Let's pretend that you're a globe-trotting plutocrat with a few spare billion. You own a private jet, spend weekends on a large yacht, and knock around town in a fleet of noisy supercars. You drink at Annabel's and Tramp, spend Christmas at Sandy Lane in Barbados, ski the pistes of Gstaad or St Moritz, and disappear to St Tropez for August. You enjoy high living, and don't care if people think you've got more money than sense.

In this most rarefied of modern circles, you can have everything going, yet you will be rendered a nobody by the lack of one crucial accoutrement: a hi-tech, luxury flat created by two young property developers called Nick and Christian Candy.

The Candy Brothers, as they are known, are not celebrities in the sense that they can walk the streets of Knightsbridge and draw little more than the occasional, knowing nod. But in recent years, their impact on our capital city, its skyline and its soar-away cost of living has been little short of stratospheric. Candy and Candy are the property barons behind pretty much every piece of high-profile, high-end real estate built in booming London during the past decade.

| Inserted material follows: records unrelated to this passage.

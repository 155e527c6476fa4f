use thiserror::Error;

#[derive(Error, Debug)]
pub enum ClientError {
    /// 401, 403
    #[error("Auth error ({status}): {message}")]
    Auth { status: u16, message: String },

    #[error("Network error: {0}")]
    Network(#[from] reqwest::Error),

    #[error("{code} ({status}): {message}")]
    Server {
        status: u16,
        code: String,
        message: String,
    },

    #[error("Invalid path: {0}")]
    Path(String),

    #[error("Invalid request: {0}")]
    Request(String),

    #[error("Invalid response ({status}): {message}")]
    InvalidResponse { status: u16, message: String },
}

impl ClientError {
    pub fn code(&self) -> &str {
        match self {
            ClientError::Auth { .. } => "AUTH_ERROR",
            ClientError::Network(_) => "NETWORK_ERROR",
            ClientError::Server { code, .. } => code,
            ClientError::Path(_) => "INVALID_PATH",
            ClientError::Request(_) => "INVALID_REQUEST",
            ClientError::InvalidResponse { .. } => "INVALID_RESPONSE",
        }
    }

    pub fn status(&self) -> Option<u16> {
        match self {
            ClientError::Auth { status, .. }
            | ClientError::Server { status, .. }
            | ClientError::InvalidResponse { status, .. } => Some(*status),
            ClientError::Network(err) => err.status().map(|s| s.as_u16()),
            ClientError::Path(_) | ClientError::Request(_) => None,
        }
    }
}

Brash, self-confident and inscrutable, the thirtysomething brothers have a very simple role in life: they create fantasy homes for people with limitless budgets. Their trademark properties boast the style – if that's the correct word – of a Mayfair hotel, the technology of a James Bond automobile and the "lifestyle solutions" – concierges, health clubs, and the like – of a top-end holiday resort. Their properties look and feel as if an adolescent boy has been told to create his ideal home.

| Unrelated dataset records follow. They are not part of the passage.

use sea_orm_migration::prelude::*;

#[derive(DeriveIden)]
enum Sellers {
    Table,
    Id,
}

#[derive(DeriveIden)]
enum SettlementPeriods {
    Table,
    Id,
    PeriodType,
    StartDate,
    EndDate,
    SettlementDate,
    Status,
    CreatedAt,
    UpdatedAt,
}

#[derive(DeriveIden)]
enum Settlements {
    Table,
    Id,
    SellerId,
    PeriodId,
    TotalOrderAmount,
    TotalCommission,
    TotalDeliveryFee,
    TotalRefundAmount,
    TotalCancelAmount,
    AdjustmentAmount,
    AdjustmentReason,
    FinalSettlementAmount,
    Status,
    SettledAt,
    Memo,
    CreatedAt,
    UpdatedAt,
}

/// 정산 상세 (주문 상품 1건 = 1행)
#[derive(DeriveIden)]
enum SettlementItems {
    Table,
    Id,
    SettlementId,
    OrderId,
    OrderItemId,
    ProductName,
    Quantity,
    Kind,
    ItemAmount,
    CommissionAmount,
    DeliveryFee,
    SettlementAmount,
    CreatedAt,
}

#[derive(DeriveMigrationName)]
pub struct Migration;

#[async_trait::async_trait]
impl MigrationTrait for Migration {
    async fn up(&self, manager: &SchemaManager) -> Result<(), DbErr> {
        manager
            .create_table(
                Table::create()
                    .table(SettlementPeriods::Table)
                    .if_not_exists()
                    .col(
                        ColumnDef::new(SettlementPeriods::Id)
                            .big_integer()
                            .not_null()
                            .auto_increment()
                            .primary_key(),
                    )
                    .col(ColumnDef::new(SettlementPeriods::PeriodType).string_len(16).not_null())
                    .col(ColumnDef::new(SettlementPeriods::StartDate).date().not_null())
                    .col(ColumnDef::new(SettlementPeriods::EndDate).date().not_null())
                    .col(ColumnDef::new(SettlementPeriods::SettlementDate).date().not_null())
                    .col(
                        ColumnDef::new(SettlementPeriods::Status)
                            .string_len(32)
                            .not_null()
                            .default("preparing"),
                    )
                    .col(
                        ColumnDef::new(SettlementPeriods::CreatedAt)
                            .timestamp_with_time_zone()
                            .not_null()
                            .default(Expr::cust("NOW()")),
                    )
                    .col(
                        ColumnDef::new(SettlementPeriods::UpdatedAt)
                            .timestamp_with_time_zone()
                            .not_null()
                            .default(Expr::cust("NOW()")),
                    )
                    .to_owned(),
            )
            .await?;

        manager
            .create_table(
                Table::create()
                    .table(Settlements::Table)
                    .if_not_exists()
                    .col(
                        ColumnDef::new(Settlements::Id)
                            .big_integer()
                            .not_null()
                            .auto_increment()
                            .primary_key(),
                    )
                    .col(ColumnDef::new(Settlements::SellerId).big_integer().not_null())
                    .col(ColumnDef::new(Settlements::PeriodId).big_integer().not_null())
                    .col(
                        ColumnDef::new(Settlements::TotalOrderAmount)
                            .big_integer()
                            .not_null()
                            .default(0),
                    )
                    .col(
                        ColumnDef::new(Settlements::TotalCommission)
                            .big_integer()
                            .not_null()
                            .default(0),
                    )
                    .col(
                        ColumnDef::new(Settlements::TotalDeliveryFee)
                            .big_integer()
                            .not_null()
                            .default(0),
                    )
                    .col(
                        ColumnDef::new(Settlements::TotalRefundAmount)
                            .big_integer()
                            .not_null()
                            .default(0),
                    )
                    .col(
                        ColumnDef::new(Settlements::TotalCancelAmount)
                            .big_integer()
                            .not_null()
                            .default(0),
                    )
                    .col(
                        ColumnDef::new(Settlements::AdjustmentAmount)
                            .big_integer()
                            .not_null()
                            .default(0),
                    )
                    .col(ColumnDef::new(Settlements::AdjustmentReason).string_len(500).null())
                    .col(
                        ColumnDef::new(Settlements::FinalSettlementAmount)
                            .big_integer()
                            .not_null()
                            .default(0),
                    )
                    .col(
                        ColumnDef::new(Settlements::Status)
                            .string_len(32)
                            .not_null()
                            .default("pending"),
                    )
                    .col(ColumnDef::new(Settlements::SettledAt).timestamp_with_time_zone().null())
                    .col(ColumnDef::new(Settlements::Memo).text().null())
                    .col(
                        ColumnDef::new(Settlements::CreatedAt)
                            .timestamp_with_time_zone()
                            .not_null()
                            .default(Expr::cust("NOW()")),
                    )
                    .col(
                        ColumnDef::new(Settlements::UpdatedAt)
                            .timestamp_with_time_zone()
                            .not_null()
                            .default(Expr::cust("NOW()")),
                    )
                    .foreign_key(
                        ForeignKey::create()
                            .name("fk_settlements_seller")
                            .from(Settlements::Table, Settlements::SellerId)
                            .to(Sellers::Table, Sellers::Id),
                    )
                    .foreign_key(
                        ForeignKey::create()
                            .name("fk_settlements_period")
                            .from(Settlements::Table, Settlements::PeriodId)
                            .to(SettlementPeriods::Table, SettlementPeriods::Id),
                    )
                    .to_owned(),
            )
            .await?;

        // 판매자-기간당 정산 1건
        manager
            .create_index(
                Index::create()
                    .if_not_exists()
                    .name("idx_settlements_seller_period_unique")
                    .table(Settlements::Table)
                    .col(Settlements::SellerId)
                    .col(Settlements::PeriodId)
                    .unique()
                    .to_owned(),
            )
            .await?;

        manager
            .create_table(
                Table::create()
                    .table(SettlementItems::Table)
                    .if_not_exists()
                    .col(
                        ColumnDef::new(SettlementItems::Id)
                            .big_integer()
                            .not_null()
                            .auto_increment()
                            .primary_key(),
                    )
                    .col(ColumnDef::new(SettlementItems::SettlementId).big_integer().not_null())
                    .col(ColumnDef::new(SettlementItems::OrderId).big_integer().not_null())
                    .col(ColumnDef::new(SettlementItems::OrderItemId).big_integer().not_null())
                    .col(ColumnDef::new(SettlementItems::ProductName).string_len(200).not_null())
                    .col(ColumnDef::new(SettlementItems::Quantity).integer().not_null())
                    .col(ColumnDef::new(SettlementItems::Kind).string_len(16).not_null())
                    .col(ColumnDef::new(SettlementItems::ItemAmount).big_integer().not_null())
                    .col(
                        ColumnDef::new(SettlementItems::CommissionAmount)
                            .big_integer()
                            .not_null(),
                    )
                    .col(ColumnDef::new(SettlementItems::DeliveryFee).big_integer().not_null())
                    .col(
                        ColumnDef::new(SettlementItems::SettlementAmount)
                            .big_integer()
                            .not_null(),
                    )
                    .col(
                        ColumnDef::new(SettlementItems::CreatedAt)
                            .timestamp_with_time_zone()
                            .not_null()
                            .default(Expr::cust("NOW()")),
                    )
                    .foreign_key(
                        ForeignKey::create()
                            .name("fk_settlement_items_settlement")
                            .from(SettlementItems::Table, SettlementItems::SettlementId)
                            .to(Settlements::Table, Settlements::Id)
                            .on_delete(ForeignKeyAction::Cascade),
                    )
                    .to_owned(),
            )
            .await?;

        manager
            .create_index(
                Index::create()
                    .if_not_exists()
                    .name("idx_settlement_items_order_item")
                    .table(SettlementItems::Table)
                    .col(SettlementItems::OrderItemId)
                    .to_owned(),
            )
            .await?;

        Ok(())
    }

    async fn down(&self, manager: &SchemaManager) -> Result<(), DbErr> {
        manager
            .drop_table(Table::drop().if_exists().table(SettlementItems::Table).to_owned())
            .await?;
        manager
            .drop_table(Table::drop().if_exists().table(Settlements::Table).to_owned())
            .await?;
        manager
            .drop_table(Table::drop().if_exists().table(SettlementPeriods::Table).to_owned())
            .await?;
        Ok(())
    }
}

Cross the threshold of a Candy Brothers flat – they also fit out boats, planes and cars – and you won't just glimpse how another half lives; you'll step into a parallel universe. Wallpaper is hand-painted Italian silk; floors are rare marble. Lights dim automatically. Fitted furniture is made from rare, exotic wood. The air-conditioned rooms smell of a combination of expensive leather, scented candles and opulent fresh flowers. It is, to those properly versed in such things, the smell of serious wealth.

Behind £4,000-a-roll wallpaper, you'll find state-of-the-art technology. Bathroom mirrors might turn out to be a video screen on time delay (allowing you to perform a 360-degree turn and answer that age-old question about whether your bum really looks big). A Candy home is extraordinary – and proof, if it were ever needed, of that old adage that money can't really buy you class.

Little wonder, then, that Nick and Christian Candy's grandest designs make constant headlines, usually involving pound signs. Last year, a single flat at One Hyde Park – their Richard Rogers-designed tower block opposite Harrods – was reported to have been sold for £70m. The real figure was closer to £75m. Though it's scheduled to be a building site till 2010, the development is now 60 per cent sold.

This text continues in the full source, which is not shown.